|This is not what we tried to teach the kids, but it felt like this to me!|
Exhibit #1: As much as I have loved our classical homeschool co-op, I have had the hardest time teaching the science experiments to my class of 1st and 2nd graders. Let's just say that trying to do demonstrations on astrophysics to 6 and 7 year olds is not high on my priority list. I've struggled with science my whole life. I have a lot to learn myself before I can synthesis many words/concepts they'd need to follow along with the experiment (let alone make a hypothesis). Luckily, the point of the demonstrations is not that they "get it" but that they understand the scientific method. A lot of times I have to cling to that fact and know that singing "Purpose, Hypothesis, Materials, Procedure - clap- Results, Conclusion" to the tune of Pop Goes the Weasel may be the only successful thing that happens during the 30 minutes of science time. We've done these demonstrations for 7 weeks and have 17 more to go. I have cringed at the thought so many times and said to Justin on multiple occasions, "Why are we trying to teach this stuff to 4 year olds? Both your daughter and wife are not benefiting from something over our heads!" I found out a few days ago that I needed to take the word "daughter" out of that sentence.

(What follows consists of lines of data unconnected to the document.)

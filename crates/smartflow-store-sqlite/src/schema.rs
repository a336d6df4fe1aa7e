//! SQL schema for the SmartFlow session store.
//!
//! Executed once at connection startup. Future migrations will be gated on
//! `PRAGMA user_version`.

/// Full schema DDL; idempotent thanks to `CREATE TABLE IF NOT EXISTS`.
pub const SCHEMA: &str = "
PRAGMA journal_mode = WAL;

-- One row per fixed storage key ('auth_token' | 'principal' | 'request_cache').
CREATE TABLE IF NOT EXISTS session_entries (
    key         TEXT PRIMARY KEY,
    value       TEXT NOT NULL,
    updated_at  TEXT NOT NULL    -- ISO 8601 UTC
);

PRAGMA user_version = 1;
";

One particular experiment we did 4 weeks ago used a pencil, thumb tack, and posterboard strips to demonstrate how we can still see Saturn through its rings because they are made of ice, rocks, space debris, etc. This week as we were headed to bible study my daughter picked up a sweet gum ball she had left in the garage after a walk with Justin. She held it by the stem, started spinning it and said, "Hey look! It's Saturn! I can see through its rings!"
It was then I decided to stop grumbling about the science experiments.
In that moment in the garage, it was very clear to me that what I cared more about was ME looking stupid and not getting it, not my daughter or my students. Assuming that because I can't always teach it well, it's of no value to anyone. I was totally doing what I swore I was going to fight against -- projecting my educational baggage of not doing well with science onto my kids. I want them to be curious and awestruck by the complexity of God's creation; griping about His handiwork won't inspire wonder in my girls.
Exhibit #2: Justin was listening to some podcasts from a Desiring God Conference on C.S. Lewis the other week and suggested that now was the time to start our girls on the Narnia series. We had talked about wanting to do it for a long time, but after a book club meeting, a friend (our parents' age) encouraged us to start now when she saw we had checked all the Narnia books out from the library.
I was a little skeptical because I didn't know if trying to read a British series to a 4 year old would go over well. I didn't want to start something and not be able to finish it because we wanted it so badly for our children and them not want it, too. I didn't grow up in a house where read-alouds were "a thing" and the few times I have been in the presence of read-alouds it just felt constraining. I know this sounds bizarre coming from an English teacher who loved taking Performance of Literature in college and reads to her children every day. However, for our own books, Justin and I both prefer to be "silent" readers. We might read a sentence or paragraph that catches our eye and then discuss the book afterwards. I just wasn't sure if read-alouds were going to be "our thing" now.
Once again my skepticism was proved unnecessary. As we were reading The Magician's Nephew (we decided to do the series chronologically), we'd stop after a page or so and ask our daughter what was going on. We were genuinely surprised when she gave a wonderful 4 year old synopsis! We really thought she might get weighed down by some of the British idioms or some of the longer exposition. In addition, there was a lot of wiggling, so we didn't know if she was actually taking in anything or just wanted to amuse herself by having us reading to each other! Since we started, she's been telling strangers about Polly and Digory and has asked to read more about them at several bedtimes.
All this to say, I do not think that making science connections and being able to synthesis information is a particular trait for my 4 year old. Kids are capable of so much more than we often give them credit for. For all of us who chafe at the unfamiliar and see the big picture (while having a hard time seeing how the details add up to it), we need to take a step back and a deep breath.
God uses the mouths of babes to humble us and slow us down. Our children point out how much we can overanalyze things for them when, in a lot of ways, their needs are very simple.